- **Task instructions**
Look through the entries below and show every line containing the word "symbol".

- **Provided records**
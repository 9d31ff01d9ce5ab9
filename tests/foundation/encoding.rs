//! Integration tests for the canonical encoding and canonical order.

use std::cmp::Ordering;

use weft_foundation::{Entity, Qualifier, Seq, TypeDesc, canonical_cmp, mangle, mangle_entity};

#[test]
fn mangle_of_empty_sequence_is_empty() {
    assert_eq!(mangle(&Seq::new()), "");
}

#[test]
fn mangle_concatenates_elements() {
    let a = Entity::symbol("core", "len");
    let b = Entity::Type(TypeDesc::map(TypeDesc::Str, TypeDesc::Int));
    let c = Entity::float(2.5);
    let seq: Seq = [a.clone(), b.clone(), c.clone()].into_iter().collect();
    let expected = format!(
        "{}{}{}",
        mangle_entity(&a),
        mangle_entity(&b),
        mangle_entity(&c)
    );
    assert_eq!(mangle(&seq), expected);
}

#[test]
fn identical_entities_encode_identically() {
    let a = Entity::Type(TypeDesc::qualified(Qualifier::Const, TypeDesc::seq(TypeDesc::Int)));
    let b = Entity::Type(TypeDesc::qualified(Qualifier::Const, TypeDesc::seq(TypeDesc::Int)));
    assert_eq!(mangle_entity(&a), mangle_entity(&b));
}

#[test]
fn distinct_entities_encode_distinctly() {
    let entities = [
        Entity::Type(TypeDesc::Int),
        Entity::Type(TypeDesc::qualified(Qualifier::Const, TypeDesc::Int)),
        Entity::int(0),
        Entity::int(1),
        Entity::float(0.0),
        Entity::str(""),
        Entity::str("0"),
        Entity::symbol("", "x"),
        Entity::symbol("x", ""),
        Entity::pack(Seq::new()),
        Entity::pack([Entity::int(0)].into_iter().collect()),
    ];
    for (i, a) in entities.iter().enumerate() {
        for (j, b) in entities.iter().enumerate() {
            if i != j {
                assert_ne!(mangle_entity(a), mangle_entity(b), "{a:?} vs {b:?}");
            }
        }
    }
}

#[test]
fn nested_packs_do_not_collide_with_flat_sequences() {
    let nested: Seq = [
        Entity::pack([Entity::int(1), Entity::int(2)].into_iter().collect()),
    ]
    .into_iter()
    .collect();
    let flat: Seq = [
        Entity::pack([Entity::int(1)].into_iter().collect()),
        Entity::int(2),
    ]
    .into_iter()
    .collect();
    assert_ne!(mangle(&nested), mangle(&flat));
}

#[test]
fn canonical_order_is_a_total_order() {
    let a = Entity::int(10);
    let b = Entity::str("ten");
    let c = Entity::symbol("num", "ten");

    // Antisymmetry and transitivity over a small chain.
    let mut sorted = [a, b, c];
    sorted.sort_by(canonical_cmp);
    assert_eq!(canonical_cmp(&sorted[0], &sorted[1]), Ordering::Less);
    assert_eq!(canonical_cmp(&sorted[1], &sorted[2]), Ordering::Less);
    assert_eq!(canonical_cmp(&sorted[0], &sorted[2]), Ordering::Less);
}

#[test]
fn canonical_order_agrees_with_mangle_equality() {
    let a = Entity::pack([Entity::int(1)].into_iter().collect());
    let b = Entity::pack([Entity::int(1)].into_iter().collect());
    assert_eq!(canonical_cmp(&a, &b), Ordering::Equal);
}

- **Output of the task**
    let a = Entity::symbol("core", "len");
        Entity::symbol("", "x"),
        Entity::symbol("x", ""),
    let c = Entity::symbol("num", "ten");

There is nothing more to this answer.